Sooooooooo...You're proposing a "Pac 14"????
Your list looks pretty good to me, but I'd add CSUS (Sacramento State) to "Pac West", and go out there and recruit another to join "Pac East".
Your list looks pretty good to me, but I'd add CSUS (Sacramento State) to "Pac West", and go out there and recruit another to join "Pac East".
The keys are: No real deadweight dregs (Although UNLV would look better than Utah State), represents arguably the best teams available outside Power 4, and regional divisions limit extensive travel.

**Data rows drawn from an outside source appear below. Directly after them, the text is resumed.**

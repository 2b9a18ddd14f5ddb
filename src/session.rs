//! One relocation round: scan -> match -> preview -> confirm -> relocate.
//!
//! The round holds its inputs only; nothing survives between rounds except
//! the filesystem itself. Confirmation is a trait so the CLI can prompt on
//! stdin while tests and `--yes` answer automatically.

use std::io::{self, BufRead, Write};
use std::path::PathBuf;
use tracing::{debug, info, warn};

use crate::errors::RelocateError;
use crate::fs_ops::{PlannedRelocation, RelocateOptions, plan, relocate_with};
use crate::predicate::matches;
use crate::scan::{ScanOptions, scan_with};
use crate::types::{DestinationPolicy, FileEntry, MatchCriterion, RelocationResult};

/// Decides whether a previewed plan goes ahead.
pub trait Confirm {
    fn confirm(&mut self, plan: &[PlannedRelocation]) -> bool;
}

/// Always proceeds (`--yes`).
#[derive(Debug, Default, Clone, Copy)]
pub struct AssumeYes;

impl Confirm for AssumeYes {
    fn confirm(&mut self, _plan: &[PlannedRelocation]) -> bool {
        true
    }
}

/// Asks "proceed? (y/n)" on a writer and reads the answer from a reader.
pub struct PromptConfirm<R, W> {
    input: R,
    output: W,
}

impl<R: BufRead, W: Write> PromptConfirm<R, W> {
    pub fn new(input: R, output: W) -> Self {
        Self { input, output }
    }
}

/// Prompt on the terminal.
pub fn stdin_confirm() -> PromptConfirm<io::StdinLock<'static>, io::Stdout> {
    PromptConfirm::new(io::stdin().lock(), io::stdout())
}

impl<R: BufRead, W: Write> Confirm for PromptConfirm<R, W> {
    fn confirm(&mut self, plan: &[PlannedRelocation]) -> bool {
        let _ = write!(self.output, "Proceed with {} file(s)? (y/n): ", plan.len());
        let _ = self.output.flush();
        let mut line = String::new();
        match self.input.read_line(&mut line) {
            Ok(_) => line.trim().eq_ignore_ascii_case("y"),
            Err(e) => {
                warn!(error = %e, "could not read confirmation; treating as no");
                false
            }
        }
    }
}

/// Inputs for one round.
#[derive(Debug, Clone)]
pub struct Round {
    pub root: PathBuf,
    pub criterion: MatchCriterion,
    pub policy: DestinationPolicy,
    pub scan: ScanOptions,
    pub options: RelocateOptions,
}

/// How a round ended.
#[derive(Debug, Clone, PartialEq, Eq)]
pub enum RoundOutcome {
    /// Nothing matched the criterion.
    NoMatches,
    /// Plan produced but not executed (dry-run).
    Previewed,
    /// Confirmation declined.
    Declined,
    /// Relocations attempted.
    Completed,
}

#[derive(Debug, Clone)]
pub struct RoundReport {
    pub outcome: RoundOutcome,
    pub plan: Vec<PlannedRelocation>,
    /// Per-file results in processing order.
    pub results: Vec<RelocationResult>,
}

impl RoundReport {
    fn empty(outcome: RoundOutcome, plan: Vec<PlannedRelocation>) -> Self {
        Self {
            outcome,
            plan,
            results: Vec::new(),
        }
    }

    pub fn succeeded(&self) -> usize {
        self.results.iter().filter(|r| r.is_success() && !r.is_unchanged()).count()
    }

    pub fn unchanged(&self) -> usize {
        self.results.iter().filter(|r| r.is_unchanged()).count()
    }

    pub fn failed(&self) -> usize {
        self.results.iter().filter(|r| !r.is_success()).count()
    }
}

impl Round {
    pub fn new(root: impl Into<PathBuf>, criterion: MatchCriterion, policy: DestinationPolicy) -> Self {
        Self {
            root: root.into(),
            criterion,
            policy,
            scan: ScanOptions::default(),
            options: RelocateOptions::default(),
        }
    }

    pub fn recursive(mut self, recursive: bool) -> Self {
        self.scan.recursive = recursive;
        self
    }

    /// Scan and filter; the list is materialized so relocations cannot feed
    /// back into the walk. Entries already sitting directly in a
    /// MoveToFolder target are left out.
    pub fn matched_entries(&self) -> Result<Vec<FileEntry>, RelocateError> {
        let target = match &self.policy {
            DestinationPolicy::MoveToFolder(dir) => Some(dunce::canonicalize(dir).unwrap_or_else(|_| dir.clone())),
            DestinationPolicy::RenameInPlace { .. } => None,
        };
        let entries = scan_with(&self.root, self.scan)?
            .filter(|e| matches(e, &self.criterion))
            .filter(|e| {
                let in_target = target.as_deref() == Some(e.parent());
                if in_target {
                    debug!(path = %e.path.display(), "already in target folder; skipping");
                }
                !in_target
            })
            .collect();
        Ok(entries)
    }

    /// Preview only: the plan for the current matches.
    pub fn preview(&self) -> Result<Vec<PlannedRelocation>, RelocateError> {
        Ok(plan(&self.matched_entries()?, &self.policy))
    }

    /// Run the round. Scan errors abort before any mutation; per-file
    /// failures are recorded and the round carries on.
    pub fn run(&self, confirm: &mut dyn Confirm, dry_run: bool) -> Result<RoundReport, RelocateError> {
        let entries = self.matched_entries()?;
        if entries.is_empty() {
            info!(root = %self.root.display(), criterion = ?self.criterion, "no files matched");
            return Ok(RoundReport::empty(RoundOutcome::NoMatches, Vec::new()));
        }

        let planned = plan(&entries, &self.policy);
        if dry_run {
            return Ok(RoundReport::empty(RoundOutcome::Previewed, planned));
        }
        if !confirm.confirm(&planned) {
            info!("relocation declined");
            return Ok(RoundReport::empty(RoundOutcome::Declined, planned));
        }

        let results: Vec<RelocationResult> = entries
            .iter()
            .map(|entry| relocate_with(entry, &self.policy, &self.options))
            .collect();
        let report = RoundReport {
            outcome: RoundOutcome::Completed,
            plan: planned,
            results,
        };
        info!(
            succeeded = report.succeeded(),
            unchanged = report.unchanged(),
            failed = report.failed(),
            "round complete"
        );
        Ok(report)
    }
}
//! Append-only transaction ledger with idempotency enforcement
//!
//! This module provides the `TransactionLedger` struct, the record of
//! every completed mutation. Rows are keyed by their idempotency key,
//! so the map key doubles as the uniqueness constraint: at most one
//! `SELF_CREDITED`/`DEBIT` row can ever exist for a given key.
//!
//! # Durability Contract
//!
//! The engine appends to the ledger only after the corresponding wallet
//! write has committed. A row's existence therefore implies the balance
//! change behind it is durable; the converse does not hold (a commit
//! whose append then loses an idempotency race reports the duplicate to
//! the caller).

use crate::types::{EntryId, LedgerEntry, OwnerId, TransactionKind, WalletError};
use chrono::Utc;
use dashmap::DashMap;
use rust_decimal::Decimal;
use std::sync::atomic::{AtomicU64, Ordering};

/// Suffix appended to a transfer's key for the credit-side row
///
/// Keeps the two rows of one transfer related but distinguishable, so
/// the debit key alone is enough to detect a replay.
const CREDIT_KEY_SUFFIX: &str = "-CREDIT";

/// Append-only record of completed wallet mutations
///
/// Thread-safe; rows are never updated or deleted once appended.
#[derive(Debug)]
pub struct TransactionLedger {
    /// Ledger rows keyed by idempotency key
    entries: DashMap<String, LedgerEntry>,

    /// Next row ID, handed out in append order
    next_id: AtomicU64,
}

impl TransactionLedger {
    /// Create a new empty TransactionLedger
    pub fn new() -> Self {
        Self {
            entries: DashMap::new(),
            next_id: AtomicU64::new(1),
        }
    }

    /// Whether a transaction with this idempotency key was already recorded
    pub fn is_duplicate(&self, key: &str) -> bool {
        self.entries.contains_key(key)
    }

    /// Record a completed load as one `SELF_CREDITED` row
    ///
    /// # Errors
    ///
    /// Returns `DuplicateTransaction` if the key is already present; the
    /// existing row is left untouched.
    pub fn record_load(
        &self,
        owner: OwnerId,
        amount: Decimal,
        key: &str,
    ) -> Result<LedgerEntry, WalletError> {
        self.append(owner, amount, TransactionKind::SelfCredited, key)
    }

    /// Record a completed transfer as a `DEBIT` plus `CREDIT` row pair
    ///
    /// The debit row takes the caller's key; the credit row takes the
    /// derived `{key}-CREDIT` key.
    ///
    /// # Errors
    ///
    /// Returns `DuplicateTransaction` if either key is already present.
    pub fn record_transfer(
        &self,
        debtor: OwnerId,
        creditor: OwnerId,
        amount: Decimal,
        key: &str,
    ) -> Result<(LedgerEntry, LedgerEntry), WalletError> {
        let debit = self.append(debtor, amount, TransactionKind::Debit, key)?;
        let credit = self.append(
            creditor,
            amount,
            TransactionKind::Credit,
            &format!("{}{}", key, CREDIT_KEY_SUFFIX),
        )?;
        Ok((debit, credit))
    }

    /// Append one row, enforcing key uniqueness
    ///
    /// The entry closure only runs when the key slot is vacant, which
    /// makes the existence check and the insert one atomic step.
    fn append(
        &self,
        owner: OwnerId,
        amount: Decimal,
        kind: TransactionKind,
        key: &str,
    ) -> Result<LedgerEntry, WalletError> {
        let mut inserted = false;

        let entry = self
            .entries
            .entry(key.to_string())
            .or_insert_with(|| {
                inserted = true;
                LedgerEntry {
                    id: self.next_id.fetch_add(1, Ordering::Relaxed),
                    owner,
                    amount,
                    kind,
                    timestamp: Utc::now(),
                    idempotency_key: key.to_string(),
                }
            })
            .clone();

        if inserted {
            Ok(entry)
        } else {
            Err(WalletError::duplicate_transaction(key))
        }
    }

    /// All rows belonging to an owner, oldest first
    pub fn entries_for(&self, owner: OwnerId) -> Vec<LedgerEntry> {
        let mut rows: Vec<LedgerEntry> = self
            .entries
            .iter()
            .filter(|entry| entry.value().owner == owner)
            .map(|entry| entry.value().clone())
            .collect();
        rows.sort_by_key(|row| row.id);
        rows
    }

    /// Total number of rows recorded
    pub fn len(&self) -> usize {
        self.entries.len()
    }

    /// Whether no row has been recorded yet
    pub fn is_empty(&self) -> bool {
        self.entries.is_empty()
    }
}

impl Default for TransactionLedger {
    fn default() -> Self {
        Self::new()
    }
}
//! Asynchronous CSV reader with batch interface
//!
//! Provides batched reads over operation records from a CSV source.
//! Delegates CSV format concerns to the csv_format module.
//!
//! # Design
//!
//! The AsyncReader uses:
//! - csv-async for streaming CSV parsing
//! - batch reading so the driver can fan a batch out across workers
//!
//! Malformed rows are logged and skipped; a batch only ever contains
//! records that converted cleanly.

use crate::io::csv_format::{convert_csv_record, CsvRecord};
use crate::types::OperationRecord;
use csv_async::AsyncReaderBuilder;
use futures::io::AsyncRead;
use futures::stream::StreamExt;
use tracing::warn;

/// Asynchronous CSV reader over operation records
///
/// Maintains streaming behavior with constant memory usage per batch.
pub struct AsyncReader<R: AsyncRead + Unpin> {
    csv_reader: csv_async::AsyncDeserializer<R>,
}

impl<R: AsyncRead + Unpin + Send + 'static> AsyncReader<R> {
    /// Create a new AsyncReader from an async byte source
    pub fn new(reader: R) -> Self {
        let csv_reader = AsyncReaderBuilder::new()
            .flexible(true)
            .trim(csv_async::Trim::All)
            .create_deserializer(reader);

        Self { csv_reader }
    }

    /// Read up to `batch_size` operation records
    ///
    /// Invalid rows are logged and skipped. Returns an empty vector when
    /// the end of the input is reached.
    pub async fn read_batch(&mut self, batch_size: usize) -> Vec<OperationRecord> {
        let mut batch = Vec::with_capacity(batch_size);
        let mut records = self.csv_reader.deserialize::<CsvRecord>();

        while batch.len() < batch_size {
            match records.next().await {
                Some(Ok(csv_record)) => match convert_csv_record(csv_record) {
                    Ok(operation) => batch.push(operation),
                    Err(e) => warn!("Record conversion error: {}", e),
                },
                Some(Err(e)) => warn!("CSV parse error: {}", e),
                None => break,
            }
        }

        batch
    }
}

#[cfg(test)]
mod tests {
    use super::*;
    use crate::types::OperationType;
    use futures::io::Cursor;
    use rust_decimal::Decimal;

    #[tokio::test]
    async fn test_read_batch_returns_converted_records() {
        let csv_content = "op,owner,recipient,amount,key\n\
                           load,1,,100.0,txn-1\n\
                           transfer,1,2,25.0,txn-2\n\
                           load,2,,40.0,txn-3\n";
        let mut reader = AsyncReader::new(Cursor::new(csv_content.as_bytes()));

        let batch = reader.read_batch(10).await;

        assert_eq!(batch.len(), 3);
        assert_eq!(batch[0].op, OperationType::Load);
        assert_eq!(batch[0].amount, Decimal::new(1000, 1));
        assert_eq!(batch[1].recipient, Some(2));
        assert_eq!(batch[2].owner, 2);
    }

    #[tokio::test]
    async fn test_read_batch_respects_batch_size() {
        let csv_content = "op,owner,recipient,amount,key\n\
                           load,1,,10,txn-1\n\
                           load,1,,10,txn-2\n\
                           load,1,,10,txn-3\n";
        let mut reader = AsyncReader::new(Cursor::new(csv_content.as_bytes()));

        let first = reader.read_batch(2).await;
        let second = reader.read_batch(2).await;
        let third = reader.read_batch(2).await;

        assert_eq!(first.len(), 2);
        assert_eq!(second.len(), 1);
        assert!(third.is_empty());
    }

    #[tokio::test]
    async fn test_read_batch_skips_malformed_rows() {
        let csv_content = "op,owner,recipient,amount,key\n\
                           load,1,,100.0,txn-1\n\
                           load,2,,broken,txn-2\n\
                           load,3,,50.0,txn-3\n";
        let mut reader = AsyncReader::new(Cursor::new(csv_content.as_bytes()));

        let batch = reader.read_batch(10).await;

        assert_eq!(batch.len(), 2);
        assert_eq!(batch[0].owner, 1);
        assert_eq!(batch[1].owner, 3);
    }
}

To illustrate, here is a mock schedule in this imaginary league for Memphis, which cited extensive travel as a negative determining factor in rejecting the initial offer:
Memphis Mock Schedule
Middle Tennessee (Non-Conference)
Troy (Non-Conference)
@Florida State (Non-Conference)
@USF
Washington State
@Houston (Non-Conference)
@Colorado State
UTSA
San Diego State
@Bosie State
UConn
@Tulane
With that system every team (except UConn) has only 1 to 2 road game flights over 5 hours a season. Much better than Cal and Stanford in the ACC.
It’s important to emphasize, the AAC 4 and UConn already rejected an offer, and GCU is only rumored to have interest. Does Gonzaga change the calculus on that? We’ll have to wait a few months until after the media rights evaluation:
Link: PAC-12 Pausing Expansion Efforts
Regardless, I don’t think it’s their aim to expand that much. At least not for now. I think they were targeting a “skinny rebuild” with 9 football members (WSU, OSU, SDSU, Boise, Colorado, Fresno, Memphis, Tulane, USF) plus Gonzaga for basketball, but had to pivot on the fly when the AAC teams rejected the offer.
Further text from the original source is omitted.